AT&T acquired Liberty through its March 1999 acquisition of Tele-Communications Inc. In a statement, AT&T said the split-off is intended to better enable Liberty to raise capital on its own; to allow Liberty to use its stock as currency in acquiring, merging or partnering with other companies; and to help the public markets to better value Liberty.
The action will also eliminate regulatory and competitive conflicts of interest between Liberty and AT&T.
AT&T's board of directors voted June 18 to redeem each outstanding share of Liberty Media Group class A and class B tracking stock for one share of Liberty Media Corp. series A and series B common stock.
The spin-off brings to a close what at times has been a contentious relationship between AT&T and Liberty chairman John Malone, with Malone airing his displeasure over AT&T's depressed stock price in the national press. Malone had called for a Liberty spin-off shortly after the TCI merger was completed in 1999, but it wasn't until AT&T purchased another cable company — MediaOne Group Inc. — that the possibility of a complete Liberty separation became a reality.

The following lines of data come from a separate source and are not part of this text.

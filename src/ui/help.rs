//! Help overlay rendering

use ratatui::{
    layout::{Alignment, Constraint, Direction, Layout, Rect},
    style::{Color, Modifier, Style},
    text::{Line, Span},
    widgets::{Block, Borders, Clear, Paragraph},
    Frame,
};

/// Render the help overlay
pub fn render_help_overlay(frame: &mut Frame, area: Rect) {
    // Calculate overlay size (60% width, 70% height, centered)
    let overlay_width = (area.width as f32 * 0.7).min(70.0) as u16;
    let overlay_height = (area.height as f32 * 0.8).min(30.0) as u16;

    let overlay_area = centered_rect(overlay_width, overlay_height, area);

    // Clear background
    frame.render_widget(Clear, overlay_area);

    // Render help content
    let block = Block::default()
        .borders(Borders::ALL)
        .border_style(Style::default().fg(Color::Cyan))
        .title(Span::styled(
            " Keyboard Shortcuts ",
            Style::default()
                .fg(Color::Cyan)
                .add_modifier(Modifier::BOLD),
        ))
        .title_alignment(Alignment::Center);

    let inner = block.inner(overlay_area);
    frame.render_widget(block, overlay_area);

    let help_text = create_help_text();
    let widget = Paragraph::new(help_text).style(Style::default().fg(Color::White));

    frame.render_widget(widget, inner);
}

/// Create help text content
fn create_help_text() -> Vec<Line<'static>> {
    let section_style = Style::default()
        .fg(Color::Yellow)
        .add_modifier(Modifier::BOLD);

    let mut lines = Vec::new();
    for (section, bindings) in HELP_SECTIONS {
        if !lines.is_empty() {
            lines.push(Line::from(""));
        }
        lines.push(Line::from(Span::styled(*section, section_style)));
        lines.extend(bindings.iter().map(|(key, desc)| binding_line(key, desc)));
    }

    lines.push(Line::from(""));
    lines.push(Line::from(Span::styled(
        "       [Press ? or Esc to close]",
        Style::default().fg(Color::DarkGray),
    )));
    lines
}

type Section = (&'static str, &'static [(&'static str, &'static str)]);

const HELP_SECTIONS: &[Section] = &[
    (
        "Global",
        &[
            ("Q", "Quit application"),
            ("?", "Toggle help overlay"),
            ("Tab", "Switch between controls and preview"),
            ("1, 2, 3", "Telegram Android / Telegram iOS / VK"),
            ("E", "Export PNG (1125×2001)"),
            ("C", "Copy last export to clipboard"),
            ("Z", "Toggle preview zoom"),
        ],
    ),
    (
        "Controls",
        &[
            ("↑ ↓", "Select row"),
            ("← →", "Change style"),
            ("Enter", "Edit field / activate row"),
            ("Space", "Toggle read receipt"),
        ],
    ),
    (
        "While editing",
        &[
            ("Enter", "New line (message) / finish"),
            ("Alt+Enter", "Finish message"),
            ("Esc", "Finish editing"),
        ],
    ),
];

fn binding_line(key: &'static str, desc: &'static str) -> Line<'static> {
    Line::from(vec![
        Span::styled(format!("  {:<12}", key), Style::default().fg(Color::Green)),
        Span::styled(desc, Style::default().fg(Color::White)),
    ])
}

/// Create a centered rectangle
fn centered_rect(width: u16, height: u16, area: Rect) -> Rect {
    let horizontal_padding = area.width.saturating_sub(width) / 2;
    let vertical_padding = area.height.saturating_sub(height) / 2;

    let vertical = Layout::default()
        .direction(Direction::Vertical)
        .constraints([
            Constraint::Length(vertical_padding),
            Constraint::Length(height),
            Constraint::Min(0),
        ])
        .split(area);

    Layout::default()
        .direction(Direction::Horizontal)
        .constraints([
            Constraint::Length(horizontal_padding),
            Constraint::Length(width),
            Constraint::Min(0),
        ])
        .split(vertical[1])[1]
}
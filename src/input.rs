//! Input handling
//!
//! Maps keyboard events to state transitions with context-sensitive bindings.

use anyhow::Result;
use crossterm::event::{Event, KeyCode, KeyEvent, KeyEventKind, KeyModifiers};

use crate::state::{AppState, Control, FocusedWidget};
use crate::style::StyleId;

/// Handle an input event
pub fn handle_event(event: Event, state: &mut AppState) -> Result<()> {
    match event {
        Event::Key(key_event) if key_event.kind != KeyEventKind::Release => {
            handle_key_event(key_event, state)
        }
        Event::Paste(text) => {
            handle_paste(&text, state);
            Ok(())
        }
        _ => Ok(()),
    }
}

/// Handle a key event
fn handle_key_event(key: KeyEvent, state: &mut AppState) -> Result<()> {
    if state.show_help {
        return handle_help_input(key, state);
    }

    if state.avatar_prompt_active {
        return handle_avatar_prompt_input(key, state);
    }

    if state.editing.is_some() {
        return handle_text_input(key, state);
    }

    // Global shortcuts
    match key.code {
        KeyCode::Char('q') | KeyCode::Char('Q') => {
            state.should_quit = true;
            return Ok(());
        }
        KeyCode::Char('?') => {
            state.show_help = true;
            return Ok(());
        }
        KeyCode::Tab => {
            state.focus = state.focus.next();
            return Ok(());
        }
        KeyCode::BackTab => {
            state.focus = state.focus.prev();
            return Ok(());
        }
        KeyCode::Char('1') => state.set_style(StyleId::TgAndroid),
        KeyCode::Char('2') => state.set_style(StyleId::TgIos),
        KeyCode::Char('3') => state.set_style(StyleId::Vk),
        KeyCode::Char('e') | KeyCode::Char('E') if state.focus == FocusedWidget::Preview => {
            state.trigger_export()
        }
        KeyCode::Char('E') => state.trigger_export(),
        KeyCode::Char('c') | KeyCode::Char('C') => state.copy_last_export(),
        KeyCode::Char('z') | KeyCode::Char('Z') => state.toggle_zoom(),
        _ => {
            if state.focus == FocusedWidget::Controls {
                handle_control_panel_input(key, state);
            }
        }
    }
    Ok(())
}

/// Handle input when help overlay is shown
fn handle_help_input(key: KeyEvent, state: &mut AppState) -> Result<()> {
    match key.code {
        KeyCode::Char('?') | KeyCode::Esc | KeyCode::Enter => {
            state.show_help = false;
        }
        _ => {}
    }
    Ok(())
}

/// Keystrokes while a text field is being edited
fn handle_text_input(key: KeyEvent, state: &mut AppState) -> Result<()> {
    match key.code {
        KeyCode::Esc => state.finish_edit(),
        KeyCode::Enter => {
            // Alt+Enter finishes a multi-line field, plain Enter adds a line
            if key.modifiers.contains(KeyModifiers::ALT) || !state.edit_newline() {
                state.finish_edit();
            }
        }
        KeyCode::Backspace => state.edit_pop(),
        KeyCode::Char('j') if key.modifiers.contains(KeyModifiers::CONTROL) => {
            state.edit_newline();
        }
        KeyCode::Char(c) => state.edit_push(c),
        _ => {}
    }
    Ok(())
}

/// Handle input for the avatar path prompt
fn handle_avatar_prompt_input(key: KeyEvent, state: &mut AppState) -> Result<()> {
    match key.code {
        KeyCode::Esc => state.cancel_avatar_prompt(),
        KeyCode::Enter => state.submit_avatar_prompt(),
        KeyCode::Backspace => {
            state.avatar_prompt_input.pop();
        }
        KeyCode::Char(c) => state.avatar_prompt_input.push(c),
        _ => {}
    }
    Ok(())
}

/// Bracketed paste goes into whatever is being typed
fn handle_paste(text: &str, state: &mut AppState) {
    if state.avatar_prompt_active {
        state.avatar_prompt_input.push_str(text.trim());
    } else if state.editing.is_some() {
        for c in text.chars() {
            match c {
                '\r' => {}
                '\n' => {
                    state.edit_newline();
                }
                c => state.edit_push(c),
            }
        }
    }
}

/// Handle input for the control panel
fn handle_control_panel_input(key: KeyEvent, state: &mut AppState) {
    let control = state.selected_control();
    match key.code {
        KeyCode::Up | KeyCode::Char('k') => state.prev_control(),
        KeyCode::Down | KeyCode::Char('j') => state.next_control(),

        KeyCode::Left | KeyCode::Char('h') if control == Control::Style => state.prev_style(),
        KeyCode::Right | KeyCode::Char('l') if control == Control::Style => state.next_style(),

        KeyCode::Char(' ') | KeyCode::Enter => activate_control(control, state),
        _ => {}
    }
}

fn activate_control(control: Control, state: &mut AppState) {
    if let Some(field) = control.field() {
        state.begin_edit(field);
        return;
    }
    match control {
        Control::Style => state.next_style(),
        Control::Read => state.toggle_read(),
        Control::Avatar => state.start_avatar_prompt(),
        Control::Export => state.trigger_export(),
        _ => {}
    }
}

#[cfg(test)]
mod tests {
    use super::*;
    use crate::config::Config;
    use crossbeam_channel::unbounded;
    use crossterm::event::KeyEvent;

    fn press(state: &mut AppState, code: KeyCode) {
        handle_event(Event::Key(KeyEvent::new(code, KeyModifiers::NONE)), state).unwrap();
    }

    fn type_str(state: &mut AppState, text: &str) {
        for c in text.chars() {
            press(state, KeyCode::Char(c));
        }
    }

    #[test]
    fn test_type_message_with_line_break() {
        let (tx, _rx) = unbounded();
        let mut state = AppState::new(Config::default(), tx);

        press(&mut state, KeyCode::Down);
        press(&mut state, KeyCode::Down);
        assert_eq!(state.selected_control(), Control::Message);
        press(&mut state, KeyCode::Enter);
        type_str(&mut state, "line1");
        press(&mut state, KeyCode::Enter);
        type_str(&mut state, "line2");
        press(&mut state, KeyCode::Esc);

        assert_eq!(state.controller.node().body, "line1\nline2");
        assert!(state.editing.is_none());
    }

    #[test]
    fn test_quit_is_literal_while_editing() {
        let (tx, _rx) = unbounded();
        let mut state = AppState::new(Config::default(), tx);
        state.begin_edit(crate::draft::Field::SenderName);
        type_str(&mut state, "Qq");
        assert!(!state.should_quit);
        assert_eq!(state.controller.node().name, "Qq");
    }

    #[test]
    fn test_style_shortcuts_and_read_toggle() {
        let (tx, _rx) = unbounded();
        let mut state = AppState::new(Config::default(), tx);
        press(&mut state, KeyCode::Char('3'));
        assert_eq!(state.controller.style(), StyleId::Vk);
        press(&mut state, KeyCode::Right);
        assert_eq!(state.controller.style(), StyleId::TgAndroid);

        for _ in 0..4 {
            press(&mut state, KeyCode::Down);
        }
        assert_eq!(state.selected_control(), Control::Read);
        press(&mut state, KeyCode::Char(' '));
        assert!(state.controller.draft().is_read);
    }

    #[test]
    fn test_paste_into_message() {
        let (tx, _rx) = unbounded();
        let mut state = AppState::new(Config::default(), tx);
        state.begin_edit(crate::draft::Field::BodyText);
        handle_event(Event::Paste("a\r\nb".to_string()), &mut state).unwrap();
        assert_eq!(state.controller.node().body, "a\nb");
    }
}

One of the several conditions the Federal Communications Commission imposed on AT&T as part of its approval of the MediaOne merger was a divestiture of Liberty.
In November AT&T won a favorable ruling on a tax-free Liberty spin-off from the Internal Revenue Service.
Liberty stock, traded on the New York Stock exchange under the symbol "LMC," opened at $15.85 per share last Friday. In afternoon trading, the stock was down 5 cents each to $15.80.
In a research note, UBS Warburg media analyst Christopher Dixon reiterated his "strong buy" rating on Liberty, setting a $26-per-share, 12-month target price for the stock.